Your brain is huge and I love that for you. Thanks for your patience, headcanons below da cut as always. Mildly NSFW but nothing crazy.
Kiryu Kazuma
He is speechless and blushing very hard. Not shocked in a jaw on the floor way but he is staring respectfully.
Majima Goro
Goes full cartoon character. He's whistling and cheering and clapping and making funny noises. He might be having more fun than you are, honestly.
Saejima Taiga
Also looking respectfully but kind of in a sexy way, in the sort of way that just screams "We're about to get it on, if you didn't already have that figured out".
Akiyama Shun
Internally, he is barking and woofing. Externally, he is doing his best to play it cool. Neither side of his brain is winning though.
Tanimura Masayoshi
In one word, flustered. Mostly, he's preoccupied by how terribly absolutely stinking adorable you look right now though.
Ryuji Goda
He leans into the vibe of it all right away. Type of guy to just pat his lap impatiently, kind of like "What're ya waitin' for? Get over here."
Nishikiyama Akira
Loves seeing you dolled up in just about anything but this was a surprise, even for him. Expect lots of compliments about how nice you look.
Daigo Dojima
Blushing so hard that he fears he may explode or that a steam cloud will just start forming above his head or that his nose will bleed or something. Trying his best to keep that stoic look on his face.
Mine Yoshitaka
The top/dom of all the boys already knows what to do. On your knees. Chop chop, time's wasting.
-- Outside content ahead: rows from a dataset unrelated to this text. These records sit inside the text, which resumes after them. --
/// Record the call, apply injected failures, park held requests and
/// authenticate.
async fn intercept(
    State(state): State<Arc<BackendState>>,
    mut request: Request,
    next: Next,
) -> Response {
    let authorization = request
        .headers()
        .get(header::AUTHORIZATION)
        .and_then(|v| v.to_str().ok())
        .map(str::to_owned);
    lock(&state.calls).push(RecordedCall {
        method: request.method().clone(),
        path: request.uri().path().to_owned(),
        authorization: authorization.clone(),
    });

    if let Some((status, body)) = lock(&state.fail_next).take() {
        return (status, Json(body)).into_response();
    }

    let held = if request.method() == Method::GET {
        &state.holding_reads
    } else {
        &state.holding
    };
    if held.load(Ordering::SeqCst)
        && let Ok(permit) = state.gate.acquire().await
    {
        permit.forget();
    }

    if request.uri().path() == "/api/auth/login" {
        return next.run(request).await;
    }

    let user = authorization
        .as_deref()
        .and_then(|value| value.strip_prefix("Bearer "))
        .and_then(|token| lock(&state.data).sessions.get(token).cloned());
    let Some(user) = user else {
        return message(StatusCode::UNAUTHORIZED, "Not authorized, no token");
    };
    request.extensions_mut().insert(CurrentUser(user));
    next.run(request).await
}

#[derive(Deserialize)]
struct LoginBody {
    email: String,
    password: String,
}

async fn login(State(state): State<Arc<BackendState>>, Json(body): Json<LoginBody>) -> Response {
    if body.password != PASSWORD {
        return message(StatusCode::UNAUTHORIZED, "Invalid email or password");
    }
    let user_id = user_id_for(&body.email);
    let token = token_for(&user_id, 3600);
    lock(&state.data)
        .sessions
        .insert(token.clone(), user_id.clone());

    Json(json!({
        "token": token,
        "user": {"_id": user_id, "email": body.email, "isAdmin": false},
    }))
    .into_response()
}

fn favorites_body(ids: &[String]) -> Json<Value> {
    let favorites: Vec<Value> = ids.iter().filter_map(|id| product(id)).collect();
    Json(json!({ "favorites": favorites, "favoriteIds": ids }))
}

async fn list_favorites(
    State(state): State<Arc<BackendState>>,
    Extension(CurrentUser(user)): Extension<CurrentUser>,
) -> Json<Value> {
    let data = lock(&state.data);
    favorites_body(data.favorites.get(&user).map_or(&[][..], Vec::as_slice))
}

async fn add_favorite(
    State(state): State<Arc<BackendState>>,
    Extension(CurrentUser(user)): Extension<CurrentUser>,
    Path(id): Path<String>,
) -> Response {
    if product(&id).is_none() {
        return message(StatusCode::NOT_FOUND, "Product not found");
    }
    let mut data = lock(&state.data);
    let ids = data.favorites.entry(user).or_default();
    if !ids.contains(&id) {
        ids.push(id);
    }
    favorites_body(ids).into_response()
}

async fn remove_favorite(
    State(state): State<Arc<BackendState>>,
    Extension(CurrentUser(user)): Extension<CurrentUser>,
    Path(id): Path<String>,
) -> Json<Value> {
    let mut data = lock(&state.data);
    let ids = data.favorites.entry(user).or_default();
    ids.retain(|existing| *existing != id);
    favorites_body(ids)
}

fn cart_body(lines: &[(String, u32)]) -> Json<Value> {
    let items: Vec<Value> = lines
        .iter()
        .filter_map(|(id, quantity)| {
            product(id).map(|product| json!({ "product": product, "quantity": quantity }))
        })
        .collect();
    Json(json!({ "items": items }))
}

async fn show_cart(
    State(state): State<Arc<BackendState>>,
    Extension(CurrentUser(user)): Extension<CurrentUser>,
) -> Json<Value> {
    let data = lock(&state.data);
    cart_body(data.carts.get(&user).map_or(&[][..], Vec::as_slice))
}

#[derive(Deserialize)]
#[serde(rename_all = "camelCase")]
struct AddToCartBody {
    product_id: String,
    quantity: u32,
}

async fn add_to_cart(
    State(state): State<Arc<BackendState>>,
    Extension(CurrentUser(user)): Extension<CurrentUser>,
    Json(body): Json<AddToCartBody>,
) -> Response {
    if product(&body.product_id).is_none() {
        return message(StatusCode::NOT_FOUND, "Product not found");
    }
    let mut data = lock(&state.data);
    let lines = data.carts.entry(user).or_default();
    match lines.iter_mut().find(|(id, _)| *id == body.product_id) {
        Some((_, quantity)) => *quantity += body.quantity,
        None => lines.push((body.product_id, body.quantity)),
    }
    cart_body(lines).into_response()
}

#[derive(Deserialize)]
struct QuantityBody {
    quantity: u32,
}

async fn set_quantity(
    State(state): State<Arc<BackendState>>,
    Extension(CurrentUser(user)): Extension<CurrentUser>,
    Path(id): Path<String>,
    Json(body): Json<QuantityBody>,
) -> Response {
    let mut data = lock(&state.data);
    let lines = data.carts.entry(user).or_default();
    let Some(line) = lines.iter_mut().find(|(existing, _)| *existing == id) else {
        return message(StatusCode::NOT_FOUND, "Item not in cart");
    };
    line.1 = body.quantity;
    lines.retain(|(_, quantity)| *quantity > 0);
    cart_body(lines).into_response()
}

async fn remove_line(
    State(state): State<Arc<BackendState>>,
    Extension(CurrentUser(user)): Extension<CurrentUser>,
    Path(id): Path<String>,
) -> Json<Value> {
    let mut data = lock(&state.data);
    let lines = data.carts.entry(user).or_default();
    lines.retain(|(existing, _)| *existing != id);
    cart_body(lines)
}

async fn clear_cart(
    State(state): State<Arc<BackendState>>,
    Extension(CurrentUser(user)): Extension<CurrentUser>,
) -> Json<Value> {
    let mut data = lock(&state.data);
    data.carts.insert(user, Vec::new());
    cart_body(&[])
}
Let's get it on.
Tatsuo Shinada
Just kind of fawning over you. You're getting called cute over and over again. He'll say something silly, like calling you "Maid-chan" or something stupid. Loves the lace details the most.
Ichiban Kasuga
Congratulations, you broke his brain. Seriously, he cannot fathom how he has ended up in this situation. YOU, person of his dreams, dressed like THAT? HUH???? Maybe heaven is real.
Tianyou Zhao
Never one to play all his cards at once, Zhao just kind of smirks mischeviously but you best believe he's already scheming about all the things he wants to do with or to you.
Joon-Gi Han
He'll raise his hand to cover his mouth in surprise, mostly to hide the fact he's blushing. He thinks you look so pretty. It's only after the initial surprise wears off that he realizes how much it turned him on.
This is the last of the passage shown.